Die Wiedervereinigung von Ost- und West habe aber auch sportlich enorme Veränderungen mit sich gebracht, erklärt Walzer: "Mit der Grenzöffnung haben wir wirklich gelernt zu trainieren. Damit kam diese ganze Struktur und Trainingssteuerung bei uns rein. Das hat bei allen von uns im Westen für riesige Leistungssprünge gesorgt." Die Zusammenarbeit trug schnell Früchte. Gleichzeitig blieb aber das Wissen um die Doping-Hintergründe im DDR-Sport: "Das Misstrauen gegenüber den Sportlern aus der DDR war wirklich sehr groß. Trotzdem gab es ja auch im Westen Doping-Nester. Man wusste was da passiert ist, aber das Thema ist nie wirklich rübergeschwappt. Zu sagen uns war klar, dass die alle gedopt sind - das war definitiv nicht so."
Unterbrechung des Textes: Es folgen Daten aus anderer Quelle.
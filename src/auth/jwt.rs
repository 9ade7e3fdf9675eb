use std::time::Duration;

use jsonwebtoken::{decode, encode, DecodingKey, EncodingKey, Header, Validation};
use serde::Serialize;
use time::{Duration as TimeDuration, OffsetDateTime};
use tracing::debug;

use crate::{
    auth::claims::{Claims, TokenKind},
    config::JwtConfig,
};

/// Holds JWT signing and verification keys with config data.
#[derive(Clone)]
pub struct JwtKeys {
    pub encoding: EncodingKey,
    pub decoding: DecodingKey,
    pub issuer: String,
    pub audience: String,
    pub access_ttl: Duration,
    pub refresh_ttl: Duration,
}

/// Freshly issued access/refresh pair.
#[derive(Debug, Clone, Serialize)]
pub struct TokenPair {
    pub access: String,
    pub refresh: String,
}

impl JwtKeys {
    pub fn from_config(cfg: &JwtConfig) -> Self {
        Self {
            encoding: EncodingKey::from_secret(cfg.secret.as_bytes()),
            decoding: DecodingKey::from_secret(cfg.secret.as_bytes()),
            issuer: cfg.issuer.clone(),
            audience: cfg.audience.clone(),
            access_ttl: Duration::from_secs((cfg.ttl_minutes.max(0) as u64) * 60),
            refresh_ttl: Duration::from_secs((cfg.refresh_ttl_minutes.max(0) as u64) * 60),
        }
    }

    fn sign_with_kind(&self, username: &str, kind: TokenKind) -> anyhow::Result<String> {
        let now = OffsetDateTime::now_utc();
        let ttl = match kind {
            TokenKind::Access => self.access_ttl,
            TokenKind::Refresh => self.refresh_ttl,
        };
        let exp = now + TimeDuration::seconds(ttl.as_secs() as i64);
        let claims = Claims {
            sub: username.to_string(),
            iat: now.unix_timestamp() as usize,
            exp: exp.unix_timestamp() as usize,
            iss: self.issuer.clone(),
            aud: self.audience.clone(),
            kind,
        };
        let token = encode(&Header::default(), &claims, &self.encoding)?;
        debug!(username = %username, kind = ?kind, "jwt signed");
        Ok(token)
    }

    pub fn sign_access(&self, username: &str) -> anyhow::Result<String> {
        self.sign_with_kind(username, TokenKind::Access)
    }

    pub fn sign_refresh(&self, username: &str) -> anyhow::Result<String> {
        self.sign_with_kind(username, TokenKind::Refresh)
    }

    pub fn issue_pair(&self, username: &str) -> anyhow::Result<TokenPair> {
        Ok(TokenPair {
            access: self.sign_access(username)?,
            refresh: self.sign_refresh(username)?,
        })
    }

    /// Checks signature, expiry, issuer and audience. Kind is not checked.
    pub fn verify(&self, token: &str) -> anyhow::Result<Claims> {
        let mut validation = Validation::default();
        validation.set_audience(std::slice::from_ref(&self.audience));
        validation.set_issuer(std::slice::from_ref(&self.issuer));
        let data = decode::<Claims>(token, &self.decoding, &validation)?;
        debug!(username = %data.claims.sub, kind = ?data.claims.kind, "jwt verified");
        Ok(data.claims)
    }

    pub fn verify_access(&self, token: &str) -> anyhow::Result<Claims> {
        let claims = self.verify(token)?;
        if claims.kind != TokenKind::Access {
            anyhow::bail!("not an access token");
        }
        Ok(claims)
    }

    pub fn verify_refresh(&self, token: &str) -> anyhow::Result<Claims> {
        let claims = self.verify(token)?;
        if claims.kind != TokenKind::Refresh {
            anyhow::bail!("not a refresh token");
        }
        Ok(claims)
    }
}

#[cfg(test)]
mod tests {
    use super::*;

    fn make_keys(issuer: &str, audience: &str) -> JwtKeys {
        JwtKeys::from_config(&JwtConfig {
            secret: "dev-secret".into(),
            issuer: issuer.into(),
            audience: audience.into(),
            ttl_minutes: 5,
            refresh_ttl_minutes: 60,
        })
    }

    #[test]
    fn sign_and_verify_access_token() {
        let keys = make_keys("test-issuer", "test-aud");
        let token = keys.sign_access("alice").expect("sign access");
        let claims = keys.verify(&token).expect("verify token");
        assert_eq!(claims.sub, "alice");
        assert_eq!(claims.iss, "test-issuer");
        assert_eq!(claims.aud, "test-aud");
        assert_eq!(claims.kind, TokenKind::Access);
        assert!(claims.exp > claims.iat);
    }

    #[test]
    fn sign_and_verify_refresh_token_and_verify_refresh() {
        let keys = make_keys("iss", "aud");
        let token = keys.sign_refresh("alice").expect("sign refresh");
        let claims = keys.verify_refresh(&token).expect("verify refresh");
        assert_eq!(claims.sub, "alice");
        assert_eq!(claims.kind, TokenKind::Refresh);
    }

    #[test]
    fn verify_refresh_rejects_access_token() {
        let keys = make_keys("iss", "aud");
        let token = keys.sign_access("alice").expect("sign access");
        let err = keys.verify_refresh(&token).unwrap_err();
        assert!(err.to_string().contains("not a refresh token"));
    }

    #[test]
    fn verify_access_rejects_refresh_token() {
        let keys = make_keys("iss", "aud");
        let token = keys.sign_refresh("alice").expect("sign refresh");
        let err = keys.verify_access(&token).unwrap_err();
        assert!(err.to_string().contains("not an access token"));
    }

    #[test]
    fn verify_rejects_wrong_issuer_or_audience() {
        let good_keys = make_keys("good-iss", "good-aud");
        let bad_keys = make_keys("bad-iss", "bad-aud");
        let token = good_keys.sign_access("alice").expect("sign access");
        assert!(bad_keys.verify(&token).is_err());
    }

    #[test]
    fn verify_rejects_expired_token() {
        let keys = make_keys("iss", "aud");
        let past = OffsetDateTime::now_utc() - TimeDuration::hours(2);
        let claims = Claims {
            sub: "alice".into(),
            iat: past.unix_timestamp() as usize,
            exp: (past + TimeDuration::minutes(5)).unix_timestamp() as usize,
            iss: "iss".into(),
            aud: "aud".into(),
            kind: TokenKind::Access,
        };
        let token = encode(&Header::default(), &claims, &keys.encoding).unwrap();
        assert!(keys.verify(&token).is_err());
    }

    #[test]
    fn verify_rejects_garbage() {
        let keys = make_keys("iss", "aud");
        assert!(keys.verify("not.a.jwt").is_err());
        assert!(keys.verify("").is_err());
    }

    #[test]
    fn pair_shares_subject() {
        let keys = make_keys("iss", "aud");
        let pair = keys.issue_pair("bob").unwrap();
        assert_eq!(keys.verify_access(&pair.access).unwrap().sub, "bob");
        assert_eq!(keys.verify_refresh(&pair.refresh).unwrap().sub, "bob");
    }
}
Schockmoment statt Goldmedaille für Andreas Walzer

Trotz der positiven Eindrücke vor und bei den Spielen in Barcelona gab es für Walzer am Ende eine ganz persönliche Tragödie. Kurz vor dem Bahnrad-Vierer Finale wurde der Westdeutsche aus dem Kader genommen und von einem ostdeutschen Sportler ersetzt: "Das war für mich als 22-Jähriger Sportler ein riesengroßer Schock. Mir hat niemand gesagt warum und ich bin hinterher noch wie ein Aussätziger behandelt worden, weil ich nachgefragt habe. Heute kann ich damit leben, aber man hätte das anders kommunizieren können." Der Vierer gewann schließlich ohne Walzer die Goldmedaille. Insgesamt zieht Walzer 30 Jahre nach den Olympischen Spielen in Barcelona aber ein positives Fazit: "Es war schwierig, dass eine Schwemme von wirklich gut ausgebildeten Sportlern rüberkam und man sich da erstmal beweisen musste. Von dem Niveau haben wir aber absolut profitiert und allgemein denke ich, dass wir mehr davon profitiert haben, als dass es negative Erfahrungen waren."